Aroa is the capital of the municipality of Bolívar in the state of Yaracuy, Venezuela.
It grew up to serve the Aroa copper mines, now defunct.

==Geography==

Aroa grew up to serve the Aroa mines, which are 4 km east of the village of Aroa in the state of Yaracuy, about 220 km west of Caracas and 83 km from San Felipe, Yaracuy.
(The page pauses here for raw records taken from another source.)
use log::warn;
use std::collections::HashMap;

pub mod embedder;

pub use embedder::{HuggingFaceEmbedder, TextEmbedder};

/// Precomputed record vectors aligned to the catalog. A missing or
/// malformed entry means "no embedding for this record"; the ranker
/// falls back per record rather than treating it as an error.
pub struct EmbeddingTable {
    slots: Vec<Option<Vec<f32>>>,
    id_index: HashMap<u32, usize>,
    dim: usize,
}

impl EmbeddingTable {
    /// Builds a table from vectors aligned positionally with `ids`. The
    /// vector length is fixed by the first usable entry; entries of any
    /// other length are dropped with a warning. Returns `None` when no
    /// usable vector remains.
    pub fn build(ids: &[u32], vectors: Vec<Option<Vec<f32>>>) -> Option<Self> {
        let dim = vectors
            .iter()
            .flatten()
            .map(|v| v.len())
            .find(|len| *len > 0)?;

        let mut dropped = 0usize;
        let mut slots: Vec<Option<Vec<f32>>> = Vec::with_capacity(ids.len());
        for slot in vectors.into_iter() {
            match slot {
                Some(vector) if vector.len() == dim => slots.push(Some(vector)),
                Some(_) => {
                    dropped += 1;
                    slots.push(None);
                }
                None => slots.push(None),
            }
        }
        slots.resize_with(ids.len(), || None);

        if dropped > 0 {
            warn!(
                "Dropped {} embedding rows whose length differs from {}",
                dropped, dim
            );
        }

        let id_index = ids
            .iter()
            .enumerate()
            .map(|(idx, id)| (*id, idx))
            .collect();

        Some(Self {
            slots,
            id_index,
            dim,
        })
    }

    pub fn get(&self, id: u32) -> Option<&[f32]> {
        let idx = *self.id_index.get(&id)?;
        self.slots.get(idx)?.as_deref()
    }

    pub fn dim(&self) -> usize {
        self.dim
    }

    /// Number of records that actually carry a vector.
    pub fn coverage(&self) -> usize {
        self.slots.iter().flatten().count()
    }
}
The country is rugged, about 600 m above sea level on the northern side of the Andes, which run from east to west,.
The climate is warm and humid, and the area is covered in thick forest.

==History==

Mining began in 1632, following gold veins, which led to discovery of large deposits of copper.
Around the end of the 17th century the "Cobre Caracas" mining company became the property of the family of Simón Bolívar (1783–1830).
The largest of the mines, La Vizcaina, was worked by 60 to 70 slaves.
In 1824 Bolivar leased the mines to British entrepreneurs.
The British employed about 1,200 workers in the mines, including British and Venezuelans.
They used the Aroa River to carry the ore by barge to the coast, where it was loaded onto ships.

A narrow gauge line from Aroa to the port of Tucacas was opened in 1877.
The Ferrocarril Bolívar was the first railway in Venezuela.
Also in 1877 the road from Barquisimeto to Aroa was upgraded so it could be used by wagons and carts.
In 1891 the railway was extended from Aroa via Duaca to Barquisimeto.
Aroa was the first town in the country to obtain electricity and telephone service.
A cableway was built linking the mines to the town.
The mines were abandoned in 1936.
The 9000 ha Parque Minas de Aroa (Aroa Mines Park) was created on 21 September 1974, containing the old mine workings.